● **What you are asked to do**: Your answer should be an exact copy of the lines from the start of the entries to the line containing "let addr = config.socket_addr_string();", both included.

● **Exercise data**:
//! TCP listener and the public control plane handle.
//!
//! [`ControlPlane::start`]:
//! - binds the configured address/port,
//! - spawns the coordinator task that owns all state,
//! - spawns the accept loop, which runs one connection task per socket.
//!
//! Every public method is a thin wrapper that sends a `Command` to the
//! coordinator and, where a reply is expected, awaits it.

use std::net::SocketAddr;
use std::sync::Arc;
use std::time::Duration;

use tokio::net::TcpListener;
use tokio::sync::{broadcast, mpsc, oneshot};
use tokio::task::JoinHandle;
use tokio::time;
use tracing::{debug, info, warn};

use cplane_core::{PortCheckTarget, SessionOpen, SessionResize};

use crate::config::Config;
use crate::connection::run_connection;
use crate::coordinator::{Command, Coordinator, Reply};
use crate::data::DataConnection;
use crate::error::ControlPlaneError;
use crate::registry::EngineRegistry;
use crate::types::{
    CommandRx, CommandTx, EngineId, EngineInfo, ExecRequest, ExecResult, PortCheckReport,
    ServerEvent, SessionOpened,
};

/// Buffered events per subscriber before it starts lagging.
const EVENT_CAPACITY: usize = 256;

const ACCEPT_BACKOFF: Duration = Duration::from_millis(100);

/// Handle on a running control plane server.
pub struct ControlPlane {
    commands: CommandTx,
    events: broadcast::Sender<ServerEvent>,
    local_addr: SocketAddr,
    accept_task: JoinHandle<()>,
}

impl ControlPlane {
    /// Bind the listener and start serving.
    pub async fn start(
        config: Config,
        registry: Arc<dyn EngineRegistry>,
    ) -> Result<Self, ControlPlaneError> {
        let addr = config.socket_addr_string();
        let listener = TcpListener::bind(&addr).await?;
        let local_addr = listener.local_addr()?;
        info!(%local_addr, "control plane listening");

        let (events, _) = broadcast::channel(EVENT_CAPACITY);
        let (commands, command_rx): (CommandTx, CommandRx) = mpsc::unbounded_channel();

        let server_version = config.server_version.clone();
        let coordinator = Coordinator::new(config, commands.downgrade(), events.clone());
        tokio::spawn(coordinator.run(command_rx));

        let accept_task = tokio::spawn(accept_loop(
            listener,
            commands.clone(),
            registry,
            server_version,
        ));

        Ok(ControlPlane {
            commands,
            events,
            local_addr,
            accept_task,
        })
    }

    /// Address actually bound (useful with port 0).
    pub fn local_addr(&self) -> SocketAddr {
        self.local_addr
    }

    /// Subscribe to server events.
    pub fn subscribe(&self) -> broadcast::Receiver<ServerEvent> {
        self.events.subscribe()
    }

    /// Ask an engine to open a remote session and wait for its result.
    ///
    /// The session is routed to the chosen engine before `SessionOpen`
    /// is sent; the route is rolled back on failure or timeout.
    pub async fn open_session(
        &self,
        open: SessionOpen,
        engine_id: Option<EngineId>,
    ) -> Result<SessionOpened, ControlPlaneError> {
        self.request(|reply| Command::OpenSession {
            open,
            engine_id,
            reply,
        })
        .await
    }

    /// Tell the owning engine to close a session. Not acknowledged.
    pub fn close_session(&self, session_id: &str, engine_id: Option<EngineId>) {
        self.post(Command::CloseSession {
            session_id: session_id.to_string(),
            engine_id,
        });
    }

    /// Ask the engine for another data connection to an existing
    /// session and wait for it to arrive.
    pub async fn join_session(
        &self,
        session_id: &str,
        engine_id: Option<EngineId>,
    ) -> Result<DataConnection, ControlPlaneError> {
        let session_id = session_id.to_string();
        self.request(|reply| Command::JoinSession {
            session_id,
            engine_id,
            reply,
        })
        .await
    }

    /// Forward a terminal resize. Not acknowledged.
    pub fn send_session_resize(
        &self,
        session_id: &str,
        cols: u16,
        rows: u16,
        engine_id: Option<EngineId>,
    ) {
        self.post(Command::Resize {
            resize: SessionResize {
                session_id: session_id.to_string(),
                cols,
                rows,
            },
            engine_id,
        });
    }

    /// Run a one-shot command through an engine.
    pub async fn exec_command(
        &self,
        request: ExecRequest,
        engine_id: Option<EngineId>,
    ) -> Result<ExecResult, ControlPlaneError> {
        self.request(|reply| Command::Exec {
            request,
            engine_id,
            reply,
        })
        .await
    }

    /// Check reachability of `targets` from an engine. `timeout_ms` is
    /// the per-target budget forwarded to the engine.
    pub async fn port_check(
        &self,
        targets: Vec<PortCheckTarget>,
        timeout_ms: u32,
        engine_id: Option<EngineId>,
    ) -> Result<PortCheckReport, ControlPlaneError> {
        self.request(|reply| Command::PortCheck {
            targets,
            timeout_ms,
            engine_id,
            reply,
        })
        .await
    }

    /// Wait for the next data connection of `session_id` that no join
    /// claimed, including one that already arrived.
    pub async fn wait_for_data_connection(
        &self,
        session_id: &str,
    ) -> Result<DataConnection, ControlPlaneError> {
        let session_id = session_id.to_string();
        self.request(|reply| Command::WaitForData { session_id, reply })
            .await
    }

    pub async fn has_engine(&self) -> bool {
        self.query(|reply| Command::HasEngine { reply })
            .await
            .unwrap_or(false)
    }

    pub async fn engine_info(&self, engine_id: EngineId) -> Option<EngineInfo> {
        self.query(|reply| Command::EngineInfo { engine_id, reply })
            .await
            .flatten()
    }

    /// All connected engines, default engine first.
    pub async fn engines(&self) -> Vec<EngineInfo> {
        self.query(|reply| Command::ListEngines { reply })
            .await
            .unwrap_or_default()
    }

    /// Engine a session is currently routed to.
    pub async fn session_engine(&self, session_id: &str) -> Option<EngineId> {
        let session_id = session_id.to_string();
        self.query(|reply| Command::SessionEngine { session_id, reply })
            .await
            .flatten()
    }

    /// Drop an engine's control connection. Returns `false` if it was
    /// not connected.
    pub async fn disconnect_engine(&self, engine_id: EngineId) -> bool {
        self.query(|reply| Command::Disconnect { engine_id, reply })
            .await
            .unwrap_or(false)
    }

    /// Stop accepting, reject everything outstanding with
    /// `ServerStopping` and close every engine and data socket.
    /// Calls after the first are no-ops.
    pub async fn stop(&self) {
        self.accept_task.abort();

        let (tx, rx) = oneshot::channel();
        if self.commands.send(Command::Shutdown { reply: tx }).is_ok() {
            let _ = rx.await;
        }
    }

    async fn request<T>(
        &self,
        build: impl FnOnce(Reply<T>) -> Command,
    ) -> Result<T, ControlPlaneError> {
        let (tx, rx) = oneshot::channel();
        self.commands
            .send(build(tx))
            .map_err(|_| ControlPlaneError::ServerStopping)?;
        rx.await.map_err(|_| ControlPlaneError::ServerStopping)?
    }

    async fn query<T>(&self, build: impl FnOnce(oneshot::Sender<T>) -> Command) -> Option<T> {
        let (tx, rx) = oneshot::channel();
        self.commands.send(build(tx)).ok()?;
        rx.await.ok()
    }

    fn post(&self, cmd: Command) {
        if self.commands.send(cmd).is_err() {
            debug!("control plane stopped; command dropped");
        }
    }
}

impl Drop for ControlPlane {
    fn drop(&mut self) {
        self.accept_task.abort();
        // No-op after `stop()`: the coordinator has already exited.
        let (tx, _rx) = oneshot::channel();
        let _ = self.commands.send(Command::Shutdown { reply: tx });
    }
}

async fn accept_loop(
    listener: TcpListener,
    commands: CommandTx,
    registry: Arc<dyn EngineRegistry>,
    server_version: String,
) {
    loop {
        let (stream, peer_addr) = match listener.accept().await {
            Ok(accepted) => accepted,
            Err(e) => {
                warn!(error = %e, "accept failed");
                time::sleep(ACCEPT_BACKOFF).await;
                continue;
            }
        };
        let _ = stream.set_nodelay(true);
        debug!(%peer_addr, "accepted connection");

        let commands = commands.clone();
        let registry = registry.clone();
        let server_version = server_version.clone();
        tokio::spawn(async move {
            if let Err(e) =
                run_connection(stream, peer_addr, commands, registry, server_version).await
            {
                debug!(%peer_addr, error = %e, "connection ended with error");
            }
        });
    }
}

● **Written answer**:
//! TCP listener and the public control plane handle.
//!
//! [`ControlPlane::start`]:
//! - binds the configured address/port,
//! - spawns the coordinator task that owns all state,
//! - spawns the accept loop, which runs one connection task per socket.
//!
//! Every public method is a thin wrapper that sends a `Command` to the
//! coordinator and, where a reply is expected, awaits it.

use std::net::SocketAddr;
use std::sync::Arc;
use std::time::Duration;

use tokio::net::TcpListener;
use tokio::sync::{broadcast, mpsc, oneshot};
use tokio::task::JoinHandle;
use tokio::time;
use tracing::{debug, info, warn};

use cplane_core::{PortCheckTarget, SessionOpen, SessionResize};

use crate::config::Config;
use crate::connection::run_connection;
use crate::coordinator::{Command, Coordinator, Reply};
use crate::data::DataConnection;
use crate::error::ControlPlaneError;
use crate::registry::EngineRegistry;
use crate::types::{
    CommandRx, CommandTx, EngineId, EngineInfo, ExecRequest, ExecResult, PortCheckReport,
    ServerEvent, SessionOpened,
};

/// Buffered events per subscriber before it starts lagging.
const EVENT_CAPACITY: usize = 256;

const ACCEPT_BACKOFF: Duration = Duration::from_millis(100);

/// Handle on a running control plane server.
pub struct ControlPlane {
    commands: CommandTx,
    events: broadcast::Sender<ServerEvent>,
    local_addr: SocketAddr,
    accept_task: JoinHandle<()>,
}

impl ControlPlane {
    /// Bind the listener and start serving.
    pub async fn start(
        config: Config,
        registry: Arc<dyn EngineRegistry>,
    ) -> Result<Self, ControlPlaneError> {
        let addr = config.socket_addr_string();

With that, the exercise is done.